====== Records supplied
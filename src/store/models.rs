//! 实时推送与 HTTP 接口共用的数据结构

use chrono::NaiveDateTime;
use serde::{Deserialize, Serialize};
use serde_json::{Map, Value};
use tracing::warn;

pub type StrategyId = i64;

/// 策略日志
#[derive(Debug, Clone, PartialEq, Serialize, Deserialize)]
pub struct LogEntry {
    /// 服务端时间（展示时使用本地接收时间）
    #[serde(default)]
    pub timestamp: Option<String>,
    #[serde(default)]
    pub strategy_id: Option<StrategyId>,
    pub message: String,
}

/// 收益曲线采样点
#[derive(Debug, Clone, Copy, PartialEq, Serialize, Deserialize)]
pub struct PnlPoint {
    /// unix 秒
    #[serde(default)]
    pub timestamp: f64,
    #[serde(alias = "pnl")]
    pub value: f64,
}

#[derive(Debug, Clone, Copy, Default, PartialEq, Serialize, Deserialize)]
pub struct AccountSnapshot {
    pub equity: f64,
    pub available: f64,
}

/// 账户增量更新，缺失字段保持原值
#[derive(Debug, Clone, Copy, Default, PartialEq, Serialize, Deserialize)]
pub struct AccountUpdate {
    #[serde(default)]
    pub equity: Option<f64>,
    #[serde(default)]
    pub available: Option<f64>,
}

impl AccountSnapshot {
    pub fn merge(&mut self, update: &AccountUpdate) {
        if let Some(equity) = update.equity {
            self.equity = equity;
        }
        if let Some(available) = update.available {
            self.available = available;
        }
    }
}

#[derive(Debug, Clone, Default, PartialEq, Serialize, Deserialize)]
pub struct PositionSnapshot {
    pub symbol: String,
    pub volume: f64,
    pub average_price: f64,
}

#[derive(Debug, Clone, Default, PartialEq, Serialize, Deserialize)]
pub struct PositionUpdate {
    #[serde(default)]
    pub symbol: Option<String>,
    #[serde(default)]
    pub volume: Option<f64>,
    #[serde(default, alias = "averagePrice")]
    pub average_price: Option<f64>,
}

impl PositionSnapshot {
    pub fn merge(&mut self, update: &PositionUpdate) {
        if let Some(symbol) = &update.symbol {
            self.symbol = symbol.clone();
        }
        if let Some(volume) = update.volume {
            self.volume = volume;
        }
        if let Some(average_price) = update.average_price {
            self.average_price = average_price;
        }
    }
}

/// live_update 推送：账户与持仓一起下发
#[derive(Debug, Clone, Default, PartialEq, Serialize, Deserialize)]
pub struct LiveUpdate {
    #[serde(default)]
    pub account: Option<AccountUpdate>,
    #[serde(default)]
    pub position: Option<PositionUpdate>,
}

/// 图表上的买卖点标注
#[derive(Debug, Clone, PartialEq, Serialize, Deserialize)]
pub struct OrderEvent {
    pub date: String,
    pub signal: String,
    pub price: f64,
}

/// 回测成交记录 {date, type, price, shares}
#[derive(Debug, Clone, PartialEq, Serialize, Deserialize)]
pub struct TradeRecord {
    pub date: String,
    #[serde(rename = "type")]
    pub side: String,
    pub price: f64,
    #[serde(default)]
    pub shares: Option<f64>,
}

impl From<&TradeRecord> for OrderEvent {
    fn from(trade: &TradeRecord) -> Self {
        OrderEvent {
            date: trade.date.clone(),
            signal: trade.side.clone(),
            price: trade.price,
        }
    }
}

/// 回测结果，结构不做约束，整体替换
#[derive(Debug, Clone, PartialEq, Serialize, Deserialize)]
#[serde(transparent)]
pub struct BacktestResult(Value);

impl BacktestResult {
    pub fn new(payload: Value) -> Self {
        BacktestResult(payload)
    }

    /// 规范化回测结果：
    /// `daily_pnl: {pnl, trades}` 拆成成交点位和纯收益序列，
    /// 返回的 OrderEvent 需在保存结果前写入 store
    pub fn normalize(mut payload: Value) -> (BacktestResult, Vec<OrderEvent>) {
        let mut events = Vec::new();

        if let Some(obj) = payload.as_object_mut() {
            obj.remove("type");

            let unwrapped = match obj.get_mut("daily_pnl") {
                Some(Value::Object(wrapper))
                    if wrapper.contains_key("pnl") || wrapper.contains_key("trades") =>
                {
                    let trades = wrapper.remove("trades");
                    let pnl = wrapper
                        .remove("pnl")
                        .unwrap_or_else(|| Value::Array(Vec::new()));
                    Some((pnl, trades))
                }
                _ => None,
            };

            if let Some((pnl, trades)) = unwrapped {
                obj.insert("daily_pnl".to_string(), pnl);
                if let Some(Value::Array(trades)) = trades {
                    events = extract_order_events(trades);
                }
            }
        }

        (BacktestResult(payload), events)
    }

    pub fn get(&self, key: &str) -> Option<&Value> {
        self.0.get(key)
    }

    pub fn daily_pnl(&self) -> Option<&Value> {
        self.get("daily_pnl")
    }

    pub fn summary(&self) -> Option<&Map<String, Value>> {
        self.get("summary").and_then(Value::as_object)
    }

    pub fn as_value(&self) -> &Value {
        &self.0
    }

    pub fn into_value(self) -> Value {
        self.0
    }
}

fn extract_order_events(trades: Vec<Value>) -> Vec<OrderEvent> {
    trades
        .into_iter()
        .filter_map(|raw| match serde_json::from_value::<TradeRecord>(raw) {
            Ok(trade) => Some(OrderEvent::from(&trade)),
            Err(e) => {
                warn!("忽略无法解析的回测成交记录: {}", e);
                None
            }
        })
        .collect()
}

/// 回测历史列表项
#[derive(Debug, Clone, PartialEq, Serialize, Deserialize)]
pub struct BacktestHistoryEntry {
    pub id: i64,
    pub created_at: String,
    pub status: String,
    #[serde(default)]
    pub sharpe_ratio: Option<f64>,
    #[serde(default)]
    pub max_drawdown: Option<f64>,
}

#[derive(Debug, Clone, Copy, PartialEq, Eq, Serialize, Deserialize)]
pub enum KlineDuration {
    #[serde(rename = "1m")]
    OneMinute,
    #[serde(rename = "5m")]
    FiveMinutes,
    #[serde(rename = "15m")]
    FifteenMinutes,
    #[serde(rename = "1h")]
    OneHour,
    #[serde(rename = "1d")]
    OneDay,
}

/// 发起回测的参数
#[derive(Debug, Clone, PartialEq, Serialize, Deserialize)]
pub struct BacktestRequest {
    pub symbol: String,
    pub duration: KlineDuration,
    pub start_dt: NaiveDateTime,
    pub end_dt: NaiveDateTime,
}

/// 回测任务已受理；结果稍后通过实时推送到达
#[derive(Debug, Clone, PartialEq, Serialize, Deserialize)]
pub struct BacktestRunResponse {
    #[serde(default)]
    pub task_id: Option<String>,
    pub backtest_id: i64,
}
============
Brief
Among the entries, copy every line containing the word "store".

Exercise output
filename src/store/models.rs
    /// 返回的 OrderEvent 需在保存结果前写入 store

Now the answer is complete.